- _Exercise_: Each line with the word "Loads" must appear in the answer, copied from the records.

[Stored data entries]
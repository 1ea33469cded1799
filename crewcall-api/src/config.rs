/// Configuration management for the API server
///
/// Loads configuration from environment variables into a type-safe struct.
///
/// # Environment Variables
///
/// - `DATABASE_URL`: PostgreSQL connection string (required)
/// - `API_HOST`: Host to bind to (default: 0.0.0.0)
/// - `API_PORT`: Port to bind to (default: 8080)
/// - `JWT_SECRET`: Secret key for JWT signing (required, >= 32 chars)
/// - `DATABASE_MAX_CONNECTIONS`: Pool size (default: 10)
/// - `CORS_ORIGINS`: Comma-separated allowed origins (default: allow any)
/// - `PRODUCTION`: "true" enables HSTS and stricter defaults
/// - `RUST_LOG`: Log level (default: info)
///
/// # Example
///
/// ```no_run
/// use crewcall_api::config::Config;
///
/// # fn example() -> anyhow::Result<()> {
/// let config = Config::from_env()?;
/// println!("Server will listen on {}", config.bind_address());
/// # Ok(())
/// # }
/// ```
use serde::{Deserialize, Serialize};
use std::env;

/// Complete application configuration
#[derive(Debug, Clone, Serialize, Deserialize)]
pub struct Config {
    /// API server configuration
    pub api: ApiConfig,

    /// Database configuration
    pub database: DatabaseConfig,

    /// JWT configuration
    pub jwt: JwtConfig,
}

/// API server configuration
#[derive(Debug, Clone, Serialize, Deserialize)]
pub struct ApiConfig {
    /// Host to bind to
    pub host: String,

    /// Port to bind to
    pub port: u16,

    /// Allowed CORS origins; empty means allow any origin
    pub cors_origins: Vec<String>,

    /// Production mode (enables HSTS)
    pub production: bool,
}

/// Database configuration
#[derive(Debug, Clone, Serialize, Deserialize)]
pub struct DatabaseConfig {
    /// PostgreSQL connection URL
    pub url: String,

    /// Maximum number of connections in pool
    pub max_connections: u32,
}

/// JWT configuration
#[derive(Debug, Clone, Serialize, Deserialize)]
pub struct JwtConfig {
    /// Secret key for JWT signing
    ///
    /// IMPORTANT: This must be kept secret and should be at least 32 bytes.
    /// Generate with: `openssl rand -hex 32`
    pub secret: String,
}

impl Config {
    /// Loads configuration from environment variables
    ///
    /// Reads a `.env` file first when present (development convenience).
    pub fn from_env() -> anyhow::Result<Self> {
        dotenvy::dotenv().ok();

        let api_host = env::var("API_HOST").unwrap_or_else(|_| "0.0.0.0".to_string());
        let api_port = env::var("API_PORT")
            .unwrap_or_else(|_| "8080".to_string())
            .parse::<u16>()?;

        let cors_origins = env::var("CORS_ORIGINS")
            .map(|v| {
                v.split(',')
                    .map(|s| s.trim().to_string())
                    .filter(|s| !s.is_empty())
                    .collect()
            })
            .unwrap_or_default();

        let production = env::var("PRODUCTION")
            .map(|v| v == "true" || v == "1")
            .unwrap_or(false);

        let database_url = env::var("DATABASE_URL")
            .map_err(|_| anyhow::anyhow!("DATABASE_URL environment variable is required"))?;

        let max_connections = env::var("DATABASE_MAX_CONNECTIONS")
            .unwrap_or_else(|_| "10".to_string())
            .parse::<u32>()?;

        let jwt_secret = env::var("JWT_SECRET")
            .map_err(|_| anyhow::anyhow!("JWT_SECRET environment variable is required"))?;

        if jwt_secret.len() < 32 {
            anyhow::bail!("JWT_SECRET must be at least 32 characters long");
        }

        Ok(Self {
            api: ApiConfig {
                host: api_host,
                port: api_port,
                cors_origins,
                production,
            },
            database: DatabaseConfig {
                url: database_url,
                max_connections,
            },
            jwt: JwtConfig { secret: jwt_secret },
        })
    }

    /// Returns the server bind address
    pub fn bind_address(&self) -> String {
        format!("{}:{}", self.api.host, self.api.port)
    }
}

#[cfg(test)]
mod tests {
    use super::*;

    #[test]
    fn test_bind_address() {
        let config = Config {
            api: ApiConfig {
                host: "127.0.0.1".to_string(),
                port: 8080,
                cors_origins: vec![],
                production: false,
            },
            database: DatabaseConfig {
                url: "postgresql://localhost/test".to_string(),
                max_connections: 10,
            },
            jwt: JwtConfig {
                secret: "test-secret-key-at-least-32-bytes-long".to_string(),
            },
        };

        assert_eq!(config.bind_address(), "127.0.0.1:8080");
    }
}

- _Output below_:
/// Loads configuration from environment variables into a type-safe struct.
    /// Loads configuration from environment variables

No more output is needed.